Aim of the exercise |
The word to look for is "magnitude". Report every line of the entries below that has it.

Material provided |

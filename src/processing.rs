use crate::clock::Clock;
use crate::config::MonitorConfig;
use crate::error::Result;
use crate::signal_processing::{Detection, LeadOffDetector, PeakDetector, Smoother};
use crate::source::SampleRecord;

/// Where a displayed rate came from
#[derive(Debug, Clone, Copy, PartialEq, Eq, serde::Serialize)]
#[serde(rename_all = "lowercase")]
pub enum RateOrigin {
    /// Computed by the device from its own R-to-R measurement
    Hardware,
    /// Computed by the local peak detector
    Detector,
}

/// A new rate to display
#[derive(Debug, Clone, Copy, PartialEq, Eq)]
pub struct RateUpdate {
    pub bpm: u32,
    /// Median interval; hardware rates carry none
    pub interval_ms: Option<u32>,
    pub origin: RateOrigin,
}

/// Result of processing one record
#[derive(Debug, Clone, Copy, PartialEq)]
pub struct CycleOutput {
    /// Time assigned to the sample in seconds
    pub timestamp: f64,
    pub smoothed: f64,
    /// Local detector decision (always computed)
    pub detection: Detection,
    /// Electrode disconnected or signal railed
    pub lead_off: bool,
    /// Rate to display for this cycle, if any
    pub update: Option<RateUpdate>,
}

/// Streaming pipeline: raw sample -> smoother -> peak detector
///
/// Each call processes one record to completion. When the device supplies
/// its own rate, that rate is displayed and the local result is discarded,
/// but the detector still consumes the sample so its window and beat timing
/// stay current. While the leads are off no rate is displayed at all.
pub struct EcgProcessor {
    smoother: Smoother,
    detector: PeakDetector,
    lead_off: LeadOffDetector,
    clock: Box<dyn Clock>,
}

impl EcgProcessor {
    pub fn new(config: &MonitorConfig, clock: Box<dyn Clock>) -> Result<Self> {
        config.validate()?;
        let detector = PeakDetector::new(&config.detector, clock.now());
        // A railed sample affects smoothed output for one smoothing window and
        // candidate decisions for one segment after that
        let hold = config.smoothing.window_size + config.detector.segment_size;
        Ok(Self {
            smoother: Smoother::new(config.smoothing.window_size),
            detector,
            lead_off: LeadOffDetector::new(&config.lead_off, hold),
            clock,
        })
    }

    pub fn process(&mut self, record: &SampleRecord) -> CycleOutput {
        let now = self.clock.now();
        let lead_off = self.lead_off.update(record.raw);
        let smoothed = self.smoother.process(record.raw);
        let detection = self.detector.process(smoothed, now);
        self.clock.advance();

        let update = if lead_off {
            None
        } else {
            rate_update(record, &detection)
        };

        CycleOutput {
            timestamp: now,
            smoothed,
            detection,
            lead_off,
            update,
        }
    }

    pub fn detector(&self) -> &PeakDetector {
        &self.detector
    }

    pub fn smoother(&self) -> &Smoother {
        &self.smoother
    }

    pub fn lead_off(&self) -> &LeadOffDetector {
        &self.lead_off
    }
}

/// Hardware rate when the device supplied one, else the detector's
fn rate_update(record: &SampleRecord, detection: &Detection) -> Option<RateUpdate> {
    match record.valid_hardware_rate() {
        Some(bpm) => Some(RateUpdate {
            bpm,
            interval_ms: None,
            origin: RateOrigin::Hardware,
        }),
        None => detection.rate().map(|rate| RateUpdate {
            bpm: rate.bpm,
            interval_ms: Some(rate.interval_ms),
            origin: RateOrigin::Detector,
        }),
    }
}
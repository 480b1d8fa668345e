//! Sample sources: where raw ECG samples come from.
//!
//! Sources classify every unit of input instead of silently dropping what
//! they cannot read. `Ok(None)` means the input is exhausted and `Err` is a
//! fatal failure of the underlying transport.

pub mod channel;
pub mod line;
pub mod record;
pub mod wav;

pub use channel::ChannelSource;
pub use line::LineSource;
pub use record::{SampleRecord, SourceEvent, parse_line};
pub use wav::WavFileSource;

use crate::config::SampleRate;
use crate::error::Result;

pub trait SampleSource: Send {
    /// Next classified input, `Ok(None)` once exhausted
    fn next_event(&mut self) -> Result<Option<SourceEvent>>;

    /// Sample rate if the source knows it (e.g. from a file header)
    fn sample_rate(&self) -> Option<SampleRate> {
        None
    }
}

/// Source over an in-memory sequence of records
pub struct RecordSource<I> {
    records: I,
}

impl<I> RecordSource<I>
where
    I: Iterator<Item = SampleRecord>,
{
    pub fn new<T>(records: T) -> Self
    where
        T: IntoIterator<IntoIter = I>,
    {
        Self {
            records: records.into_iter(),
        }
    }
}

impl<I> SampleSource for RecordSource<I>
where
    I: Iterator<Item = SampleRecord> + Send,
{
    fn next_event(&mut self) -> Result<Option<SourceEvent>> {
        Ok(self.records.next().map(SourceEvent::Record))
    }
}

impl<S: SampleSource + ?Sized> SampleSource for Box<S> {
    fn next_event(&mut self) -> Result<Option<SourceEvent>> {
        (**self).next_event()
    }

    fn sample_rate(&self) -> Option<SampleRate> {
        (**self).sample_rate()
    }
}
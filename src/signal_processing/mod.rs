pub mod buffer;
pub mod lead_off;
pub mod math;
pub mod moving_average;
pub mod peak_detector;

pub use buffer::TrailingBuffer;
pub use lead_off::LeadOffDetector;
pub use math::{interval_to_bpm, interval_to_millis, upper_median};
pub use moving_average::Smoother;
pub use peak_detector::{BeatEvent, BeatKind, Detection, HeartRate, PeakDetector};
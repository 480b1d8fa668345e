//! Configuration for the ECG monitor.
//!
//! All parameters are fixed once the pipeline is built. Defaults match the
//! acquisition front end (128 samples/s) and the detector tuning described on
//! [`DetectorConfig`]. A TOML file may override any subset of fields:
//!
//! ```toml
//! [smoothing]
//! window_size = 7
//!
//! [detector]
//! threshold_fraction = 0.65
//! rate_bounds = { min_bpm = 30, max_bpm = 220 }
//! ```

use std::fmt;
use std::path::Path;
use std::str::FromStr;

use serde::Deserialize;

use crate::error::{MonitorError, Result};

/// System-wide monitor configuration
///
/// # Example
/// ```
/// use ecgmon::config::MonitorConfig;
///
/// let mut config = MonitorConfig::default();
/// config.smoothing.window_size = 8;
/// assert!(config.validate().is_ok());
/// ```
#[derive(Debug, Clone, Default, Deserialize)]
#[serde(default)]
pub struct MonitorConfig {
    /// Raw sample smoothing
    pub smoothing: SmoothingConfig,
    /// Beat detection and rate estimation
    pub detector: DetectorConfig,
    /// Sample source timing
    pub source: SourceConfig,
    /// Electrode disconnect detection
    pub lead_off: LeadOffConfig,
}

/// Moving average configuration
#[derive(Debug, Clone, Deserialize)]
#[serde(default)]
pub struct SmoothingConfig {
    /// Number of raw samples averaged per smoothed sample
    pub window_size: usize,
}

/// Peak detector configuration
///
/// Candidate peaks must be the maximum of the most recent `segment_size`
/// samples and exceed `avg + threshold_fraction * (max - avg)` of that
/// segment. Timing then decides: beyond `short_refractory_secs` a candidate
/// is always a beat, between the two cutoffs it must reach
/// `premature_height_ratio` of the previous beat's amplitude, and within
/// `long_refractory_secs` it is ignored.
#[derive(Debug, Clone, Deserialize)]
#[serde(default)]
pub struct DetectorConfig {
    /// Capacity of the smoothed-sample window (also the display window)
    pub window_size: usize,
    /// Samples required before any decision is made
    pub min_samples: usize,
    /// Length of the recent segment used for the dynamic threshold
    pub segment_size: usize,
    /// Fraction of the segment's max-over-average excursion a peak must exceed
    pub threshold_fraction: f64,
    /// Absolute refractory period in seconds
    pub long_refractory_secs: f64,
    /// End of the relative refractory period in seconds
    pub short_refractory_secs: f64,
    /// Minimum height of a premature beat relative to the previous beat
    pub premature_height_ratio: f64,
    /// Number of inter-beat intervals kept for the median
    pub interval_history: usize,
    /// Number of reported rates kept
    pub rate_history: usize,
    /// Rates outside these (exclusive) bounds are not reported
    pub rate_bounds: RateBounds,
}

/// Exclusive plausibility bounds for a reported heart rate
#[derive(Debug, Clone, Copy, PartialEq, Eq, Deserialize)]
#[serde(default)]
pub struct RateBounds {
    pub min_bpm: u32,
    pub max_bpm: u32,
}

impl RateBounds {
    /// Whether `bpm` lies strictly between the bounds
    pub fn contains(&self, bpm: u32) -> bool {
        self.min_bpm < bpm && bpm < self.max_bpm
    }
}

/// Lead-off (railed signal) detection
///
/// Raw samples beyond `rail_limit` in magnitude mean an electrode is off and
/// the front end has saturated. No rate is displayed until the signal has
/// been clean long enough to clear the smoothing and detection buffers.
#[derive(Debug, Clone, Deserialize)]
#[serde(default)]
pub struct LeadOffConfig {
    pub enabled: bool,
    /// Largest raw magnitude still treated as a connected lead (ADC counts)
    pub rail_limit: u32,
}

/// How timestamps are assigned to incoming samples
#[derive(Debug, Clone, Copy, PartialEq, Eq, Deserialize, clap::ValueEnum)]
#[serde(rename_all = "kebab-case")]
pub enum ClockMode {
    /// Derive time from the sample count and sample rate (recordings)
    Sample,
    /// Read the monotonic wall clock on arrival (live devices)
    Wall,
}

/// Sample source configuration
#[derive(Debug, Clone, Deserialize)]
#[serde(default)]
pub struct SourceConfig {
    /// Nominal sample rate in Hz
    pub sample_rate: SampleRate,
    /// Timestamp source
    pub clock: ClockMode,
    /// Capacity of the reader thread hand-off channel
    pub channel_capacity: usize,
}

/// Sample rate specification
///
/// # Parsing formats
/// - `128` or `128hz` - rate in Hz
/// - `7.8125ms` - sample period in milliseconds
///
/// # Example
/// ```
/// use ecgmon::config::SampleRate;
///
/// let rate: SampleRate = "7.8125ms".parse().unwrap();
/// assert!((rate.as_hz() - 128.0).abs() < 1e-9);
/// ```
#[derive(Debug, Clone, Copy, PartialEq, Deserialize)]
#[serde(try_from = "f64")]
pub struct SampleRate(f64);

impl SampleRate {
    pub fn from_hz(hz: f64) -> Self {
        Self(hz)
    }

    pub fn as_hz(&self) -> f64 {
        self.0
    }

    pub fn period_secs(&self) -> f64 {
        1.0 / self.0
    }
}

impl Default for SampleRate {
    fn default() -> Self {
        // MAX30003 ECG output rate with the 32768 Hz master clock
        Self::from_hz(128.0)
    }
}

impl TryFrom<f64> for SampleRate {
    type Error = String;

    fn try_from(hz: f64) -> std::result::Result<Self, Self::Error> {
        if !hz.is_finite() || hz <= 0.0 {
            return Err(format!("sample rate must be positive, got {}", hz));
        }
        Ok(Self(hz))
    }
}

impl fmt::Display for SampleRate {
    fn fmt(&self, f: &mut fmt::Formatter<'_>) -> fmt::Result {
        write!(f, "{:.3}hz", self.0)
    }
}

impl FromStr for SampleRate {
    type Err = String;

    fn from_str(s: &str) -> std::result::Result<Self, Self::Err> {
        let s = s.trim();

        if let Some(num) = s.strip_suffix("ms") {
            let ms: f64 = num
                .trim()
                .parse()
                .map_err(|_| format!("invalid period: {}", s))?;
            if !ms.is_finite() || ms <= 0.0 {
                return Err(format!("period must be positive, got {}", s));
            }
            return Self::try_from(1000.0 / ms);
        }

        let num = s
            .strip_suffix("hz")
            .or_else(|| s.strip_suffix("Hz"))
            .or_else(|| s.strip_suffix("HZ"))
            .unwrap_or(s);

        let hz: f64 = num
            .trim()
            .parse()
            .map_err(|_| format!("invalid sample rate: {}", s))?;
        Self::try_from(hz)
    }
}

impl MonitorConfig {
    /// Load a configuration from a TOML file, filling unspecified fields
    /// with defaults. The result is validated.
    pub fn from_toml_file<P: AsRef<Path>>(path: P) -> Result<Self> {
        let content = std::fs::read_to_string(path.as_ref())?;
        Self::from_toml_str(&content)
    }

    pub fn from_toml_str(content: &str) -> Result<Self> {
        let config: Self = toml::from_str(content)?;
        config.validate()?;
        Ok(config)
    }

    /// Check parameter consistency
    pub fn validate(&self) -> Result<()> {
        let d = &self.detector;

        let hz = self.source.sample_rate.as_hz();
        if !hz.is_finite() || hz <= 0.0 {
            return Err(config_error(format!("sample rate must be positive, got {}", hz)));
        }

        if self.smoothing.window_size == 0 {
            return Err(config_error("smoothing window must be at least 1"));
        }
        if d.segment_size == 0 || d.interval_history == 0 || d.rate_history == 0 {
            return Err(config_error(
                "segment size and history capacities must be at least 1",
            ));
        }
        if d.segment_size > d.min_samples {
            return Err(config_error(format!(
                "segment size {} exceeds warm-up length {}",
                d.segment_size, d.min_samples
            )));
        }
        if d.min_samples > d.window_size {
            return Err(config_error(format!(
                "warm-up length {} exceeds window size {}",
                d.min_samples, d.window_size
            )));
        }
        if !(d.threshold_fraction > 0.0 && d.threshold_fraction <= 1.0) {
            return Err(config_error("threshold fraction must be in (0, 1]"));
        }
        if !(d.premature_height_ratio > 0.0 && d.premature_height_ratio <= 1.0) {
            return Err(config_error("premature height ratio must be in (0, 1]"));
        }
        if !(d.long_refractory_secs > 0.0 && d.long_refractory_secs < d.short_refractory_secs) {
            return Err(config_error(
                "long refractory cutoff must be positive and below the short cutoff",
            ));
        }
        if d.rate_bounds.min_bpm >= d.rate_bounds.max_bpm {
            return Err(config_error("minimum rate must be below maximum rate"));
        }
        if self.lead_off.enabled && self.lead_off.rail_limit == 0 {
            return Err(config_error("lead-off rail limit must be positive"));
        }
        if self.source.channel_capacity == 0 {
            return Err(config_error("channel capacity must be at least 1"));
        }
        Ok(())
    }
}

fn config_error(msg: impl Into<String>) -> MonitorError {
    MonitorError::Config(msg.into())
}

impl Default for SmoothingConfig {
    fn default() -> Self {
        Self { window_size: 5 }
    }
}

impl Default for DetectorConfig {
    fn default() -> Self {
        Self {
            window_size: 500,
            min_samples: 100,
            segment_size: 50,
            threshold_fraction: 0.7,
            long_refractory_secs: 0.30,
            short_refractory_secs: 0.42,
            premature_height_ratio: 0.85,
            interval_history: 5,
            rate_history: 10,
            rate_bounds: RateBounds::default(),
        }
    }
}

impl Default for RateBounds {
    fn default() -> Self {
        Self {
            min_bpm: 40,
            max_bpm: 200,
        }
    }
}

impl Default for LeadOffConfig {
    fn default() -> Self {
        Self {
            enabled: true,
            rail_limit: 35000,
        }
    }
}

impl Default for SourceConfig {
    fn default() -> Self {
        Self {
            sample_rate: SampleRate::default(),
            clock: ClockMode::Sample,
            channel_capacity: 1024,
        }
    }
}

Output of the exercise |
/// Raw samples beyond `rail_limit` in magnitude mean an electrode is off and
    /// Largest raw magnitude still treated as a connected lead (ADC counts)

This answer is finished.